Indeed, if the process of cloning did not create an embryo
-- that is, a distinct organism genetically identical to
donor organism -- it is a failed process. It may be
something, but it is not a clone.
Nevertheless, some politicians are claiming that human
cloning does not create a human being. What then, is a
human embryo, if not a nascent human being? Any standard
text on embryology will demonstrate that embryos are early
forms of that particular organism. Therefore, a human
embryo is an early form of a human being.

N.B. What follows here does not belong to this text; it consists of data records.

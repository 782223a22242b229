//! SwiftDrop client core.
//!
//! This crate is the non-visual core of the SwiftDrop courier marketplace
//! app: session management, order listing, and the thin data shaping around
//! the managed backend that owns authentication and all documents. The UI
//! shell renders screens and calls into [`session::SessionManager`] and
//! [`orders::OrderListProvider`]; every success/failure result here drives
//! conditional navigation or inline error display there.
//!
//! # Architecture
//!
//! - The backend is reached through the traits in [`backend`]
//!   ([`backend::AuthApi`], [`backend::ProfileStore`],
//!   [`backend::OrderStore`]), so the flows can run against test doubles.
//! - [`storage::SnapshotStore`] persists at most one serialized [`models::User`]
//!   snapshot on the device; it is replaced wholesale on sign-in and deleted
//!   wholesale on sign-out.
//! - No retries, no request cancellation, no caching beyond the in-memory
//!   order list. The backend is the sole arbiter of consistency.

#![cfg_attr(not(test), forbid(unsafe_code))]

pub mod access;
pub mod backend;
pub mod config;
pub mod models;
pub mod orders;
pub mod session;
pub mod storage;

pub use config::{ClientConfig, ConfigError};
pub use orders::{OrderListProvider, OrdersError};
pub use session::{SessionError, SessionManager};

Logic, however, does not always prevail in political
discourse and some politicians seem to ignore scientific
fact in favor of a rhetoric that fits their personal point
of view or motives. Sometimes the motives are well
intentioned. Certainly, no one can fault the families,
researchers, and civic leaders who want to further research
in an attempt to cure or alleviate some of our most tragic
diseases and conditions. We all have that hope. Sometimes,
however, that cause becomes detached from either scientific
fact or firm moral grounding. Detachment from either can
bring about unintended or even disastrous consequences.

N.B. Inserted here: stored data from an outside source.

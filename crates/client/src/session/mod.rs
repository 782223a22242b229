//! Session manager.
//!
//! Holds the current-user state for the whole app, persists and restores
//! the session snapshot, and exposes the sign-in/sign-up/sign-out flows
//! that delegate to the remote auth provider and document database.
//!
//! The manager runs on the single-threaded UI executor and takes `&mut self`
//! for every operation, so calls cannot overlap. There is no internal
//! queueing and no cancellation of an in-flight request when a screen is
//! left; the next operation simply observes whatever state the last one
//! committed.

mod error;

pub use error::SessionError;

use swiftdrop_core::{Email, Role};

use crate::backend::{ApiError, AuthApi, ProfileStore};
use crate::models::User;
use crate::storage::SnapshotStore;

/// Identifiers that earlier test builds wrote into the snapshot. A restored
/// snapshot carrying one of these is corrupt and must be discarded.
pub const PLACEHOLDER_USER_IDS: &[&str] = &["test_user", "placeholder"];

/// Minimum password length.
const MIN_PASSWORD_LENGTH: usize = 8;

/// Session manager.
///
/// Generic over the backend traits so the flows can be driven by test
/// doubles; production wires in [`crate::backend::IdentityClient`],
/// [`crate::backend::DocumentClient`], and [`crate::storage::JsonFileStore`].
pub struct SessionManager<A, P, S> {
    auth: A,
    profiles: P,
    snapshots: S,
    current_user: Option<User>,
    loading: bool,
    last_error: Option<String>,
}

impl<A, P, S> SessionManager<A, P, S>
where
    A: AuthApi,
    P: ProfileStore,
    S: SnapshotStore,
{
    /// Create a new session manager in the unauthenticated state.
    #[must_use]
    pub const fn new(auth: A, profiles: P, snapshots: S) -> Self {
        Self {
            auth,
            profiles,
            snapshots,
            current_user: None,
            loading: false,
            last_error: None,
        }
    }

    /// The signed-in user, if any.
    #[must_use]
    pub const fn current_user(&self) -> Option<&User> {
        self.current_user.as_ref()
    }

    /// Whether an operation is currently in flight.
    #[must_use]
    pub const fn is_loading(&self) -> bool {
        self.loading
    }

    /// Message of the last failed operation, cleared by the next success.
    #[must_use]
    pub fn last_error(&self) -> Option<&str> {
        self.last_error.as_deref()
    }

    /// Restore the persisted session on startup.
    ///
    /// A snapshot whose identifier is a known placeholder value is corrupt:
    /// storage is cleared and the app starts unauthenticated. The same
    /// applies when the storage read fails for any reason - restore never
    /// surfaces an error, it only decides between authenticated and not.
    pub fn restore(&mut self) {
        match self.snapshots.load() {
            Ok(Some(user)) if PLACEHOLDER_USER_IDS.contains(&user.id.as_str()) => {
                tracing::warn!(user_id = %user.id, "discarding placeholder session snapshot");
                self.discard_snapshot();
            }
            Ok(Some(user)) => {
                tracing::debug!(user_id = %user.id, "session restored");
                self.current_user = Some(user);
            }
            Ok(None) => {
                self.current_user = None;
            }
            Err(e) => {
                tracing::warn!(error = %e, "unreadable session snapshot, starting unauthenticated");
                self.discard_snapshot();
            }
        }
    }

    /// Sign in with email and password.
    ///
    /// Delegates the credential check to the auth provider, then fetches the
    /// profile document - lazily creating a default customer profile if the
    /// credential has none - and persists it as the session snapshot.
    /// Persisted storage is untouched when any step fails.
    ///
    /// # Errors
    ///
    /// Returns `SessionError::InvalidEmail` if the email format is invalid.
    /// Returns `SessionError::InvalidCredentials` if the email/password is wrong.
    pub async fn sign_in(&mut self, email: &str, password: &str) -> Result<(), SessionError> {
        self.loading = true;
        let result = self.sign_in_inner(email, password).await;
        self.finish("sign-in", &result);
        result
    }

    async fn sign_in_inner(&mut self, email: &str, password: &str) -> Result<(), SessionError> {
        let email = Email::parse(email)?;

        let credential = self
            .auth
            .authenticate(&email, password)
            .await
            .map_err(|e| match e {
                ApiError::InvalidCredentials => SessionError::InvalidCredentials,
                other => SessionError::Api(other),
            })?;

        let user = match self.profiles.get_profile(&credential.uid).await? {
            Some(user) => user,
            None => {
                tracing::info!(uid = %credential.uid, "no profile for credential, creating default");
                let user = User::from_credential(credential);
                self.profiles.put_profile(&user).await?;
                user
            }
        };

        self.snapshots.save(&user)?;
        self.current_user = Some(user);
        Ok(())
    }

    /// Register a new account.
    ///
    /// Creates the remote credential, sets its display name, creates the
    /// profile document with default empty fields, and persists the snapshot.
    ///
    /// # Errors
    ///
    /// Returns `SessionError::InvalidEmail` if the email format is invalid.
    /// Returns `SessionError::WeakPassword` if the password doesn't meet requirements.
    /// Returns `SessionError::EmailAlreadyRegistered` if the email is taken.
    pub async fn sign_up(
        &mut self,
        email: &str,
        password: &str,
        display_name: &str,
        role: Role,
    ) -> Result<(), SessionError> {
        self.loading = true;
        let result = self.sign_up_inner(email, password, display_name, role).await;
        self.finish("sign-up", &result);
        result
    }

    async fn sign_up_inner(
        &mut self,
        email: &str,
        password: &str,
        display_name: &str,
        role: Role,
    ) -> Result<(), SessionError> {
        let email = Email::parse(email)?;
        validate_password(password)?;

        let credential = self
            .auth
            .register(&email, password)
            .await
            .map_err(|e| match e {
                ApiError::EmailInUse => SessionError::EmailAlreadyRegistered,
                other => SessionError::Api(other),
            })?;

        self.auth
            .set_display_name(&credential.uid, display_name)
            .await?;

        let user = User::new_registered(credential, display_name, role);
        self.profiles.put_profile(&user).await?;

        self.snapshots.save(&user)?;
        self.current_user = Some(user);
        Ok(())
    }

    /// Sign out.
    ///
    /// The in-memory user and the persisted snapshot are cleared first so a
    /// backend failure cannot leave a stale session behind; the remote
    /// revocation failure is still reported as the operation's error.
    ///
    /// # Errors
    ///
    /// Returns `SessionError::Storage` if the snapshot cannot be removed.
    /// Returns `SessionError::Api` if the remote revocation fails.
    pub async fn sign_out(&mut self) -> Result<(), SessionError> {
        self.loading = true;

        let uid = self.current_user.take().map(|user| user.id);
        let result = match (self.snapshots.clear(), uid) {
            (Err(e), _) => Err(SessionError::Storage(e)),
            (Ok(()), Some(uid)) => self.auth.revoke(&uid).await.map_err(SessionError::Api),
            (Ok(()), None) => Ok(()),
        };

        self.finish("sign-out", &result);
        result
    }

    /// Clear the snapshot without reporting failure; restore only decides
    /// between authenticated and not.
    fn discard_snapshot(&mut self) {
        if let Err(e) = self.snapshots.clear() {
            tracing::warn!(error = %e, "failed to clear discarded snapshot");
        }
        self.current_user = None;
    }

    fn finish(&mut self, operation: &str, result: &Result<(), SessionError>) {
        self.loading = false;
        match result {
            Ok(()) => {
                self.last_error = None;
                tracing::debug!(operation, "session operation succeeded");
            }
            Err(e) => {
                self.last_error = Some(e.to_string());
                tracing::warn!(operation, error = %e, "session operation failed");
            }
        }
    }
}

/// Validate password meets requirements.
fn validate_password(password: &str) -> Result<(), SessionError> {
    if password.len() < MIN_PASSWORD_LENGTH {
        return Err(SessionError::WeakPassword(format!(
            "password must be at least {MIN_PASSWORD_LENGTH} characters"
        )));
    }

    Ok(())
}
//! Domain models for the SwiftDrop client.
//!
//! These types represent validated domain objects owned by the remote
//! document database and read (mostly read-only) by this client.

pub mod order;
pub mod user;

pub use order::{Order, PackageInfo};
pub use user::User;
//! HTTP transport for the allocation service.
//!
//! Provides REST endpoints that turn requests into bus commands, read-side
//! queries over the views, an intake for messages from other processes,
//! and the usual observability endpoints.

pub mod config;
pub mod consumer;
pub mod error;
pub mod routes;

use std::sync::Arc;

use axum::Router;
use axum::routing::{get, post};
use metrics_exporter_prometheus::PrometheusHandle;
use service::{Dependencies, EmailNotifier, LogPublisher, MessageBus};
use store::Backend;
use tower_http::cors::{Any, CorsLayer};
use tower_http::trace::TraceLayer;

use routes::AppState;

/// Creates the Axum application router with all routes and shared state.
pub fn create_app<B: Backend>(bus: MessageBus<B>, metrics_handle: PrometheusHandle) -> Router {
    let state = Arc::new(AppState::new(bus));

    let metrics_router = Router::new()
        .route("/metrics", get(routes::metrics::get))
        .with_state(metrics_handle);

    Router::new()
        .route("/health", get(routes::health::check::<B>))
        .route("/batches", post(routes::batches::create::<B>))
        .route(
            "/batches/{reference}/quantity",
            post(routes::batches::change_quantity::<B>),
        )
        .route(
            "/batches/{reference}/product",
            get(routes::batches::product::<B>),
        )
        .route("/allocate", post(routes::allocations::allocate::<B>))
        .route(
            "/allocations/{order_id}",
            get(routes::allocations::for_order::<B>),
        )
        .route("/order-lines", get(routes::allocations::order_lines::<B>))
        .route("/products", get(routes::products::list::<B>))
        .route("/messages", post(routes::messages::receive::<B>))
        .with_state(state)
        .merge(metrics_router)
        .layer(
            CorsLayer::new()
                .allow_origin(Any)
                .allow_methods(Any)
                .allow_headers(Any),
        )
        .layer(TraceLayer::new_for_http())
}

/// The production notifier and publisher.
pub fn default_dependencies() -> Dependencies {
    Dependencies::new(Arc::new(EmailNotifier::new()), Arc::new(LogPublisher))
}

Which brings us to Senator Dorgan’s bill on human
cloning. The bill has not received much attention in North
Dakota, but it could as the debate on human cloning moves
on. The senator states that he wants to find a common
ground between those that want no cloning at all and those
that want to allow cloning for research. The common ground
in his mind is prohibiting the “cloning of a human
being.” By this, he means prohibiting cloning for
reproduction. The main problem with this bill, however, is
that it is misleading or, at worse, dishonest. Merely
prohibiting the intentional birth of a clone -- which is
about all the bill does -- does not prevent the creation of
cloned human beings. Cloned human embryos
are
cloned human beings.
Moreover, the bill only prohibits the implantation of a
cloned embryo in a human with the intention of giving a
live birth. Therefore, it does not prohibit implantation of
a cloned embryo into an artificial womb -- something that
is already being developed -- or implantation of a cloned
embryo into a woman for another purpose, such as harvesting
organs or tissue following an abortion.
It takes some twisting of words to avoid the facts.
Eventually, that twisting will manifest itself in
unintended consequences, bad law, or blatant
contradictions.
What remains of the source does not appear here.